Para Roberto Vasconcellos, especialista em direito tributário internacional da FGV Direito de São Paulo, a complexidade dos impostos brasileiros faz com que as empresas fiquem cada vez mais interessadas em países que adotam tributos mais simplificados e menores, “o que impacta no preço final do produto e faz com que sejam mais competitivas”.

As empresas de autopeças são 85 das 120 instaladas no Paraguai que operam pelo Regime de Maquila, criado em 2000 para desenvolver a indústria local. Este sistema permite exportar mercadorias para outros países pagando 1% de impostos. E garante que toda a matéria-prima, bens de capital e insumos importados estejam isentos de impostos desde que o produto acabado ou semiacabado seja exportado no prazo de até dois anos. O imposto de importação também é suspenso desde que seja adquirido com certificado de origem do Mercosul.

Estes benefícios têm feito com que estas companhias se tornem competitivas no mercado de exportação, garante Wagner Weber, da Braspar:

“Pelo fato de o país ter menos burocracia quem se instala no Paraguai também tem mais facilidade para exportar para a Europa. Já as companhias instaladas aqui têm mais dificuldades”.
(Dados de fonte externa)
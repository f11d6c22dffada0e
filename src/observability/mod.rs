//! Observability subsystem
//!
//! - Structured logging through `tracing` (text or JSON)
//! - Typed lifecycle and request events
//!
//! # Usage
//!
//! ```ignore
//! use salesdash::observability::{init_logging, Event, LoggingConfig};
//!
//! init_logging(&LoggingConfig::default());
//! tracing::info!(event = %Event::Serving, port = 5001, "listening");
//! ```

mod events;
mod logger;

pub use events::Event;
pub use logger::{init_logging, LogFormat, LoggingConfig};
De acordo com ele as exportações de autopeças têm crescido consideravelmente: “A alta foi de 60% na comparação com o primeiro bimestre do ano passado. Nos dois primeiros meses de 2017 estas empresas exportaram R$ 27,3 milhões, e R$ 17 milhões no mesmo período do ano passado”.

Para Sara Saldanha, gerente de serviços de internacionalização da CNI, Confederação Nacional das Indústrias, as operações de integração produtiva são uma tendência no comércio internacional: “Cada vez mais empresas buscam alianças estratégicas com países que permitem que seus produtos cheguem a mais mercados a preços competitivos”.

Ainda de acordo com a executiva, este movimento não é algo temporário e cada vez mais o Paraguai se consolidará como parceiro estratégico do Brasil, assim como outros da região.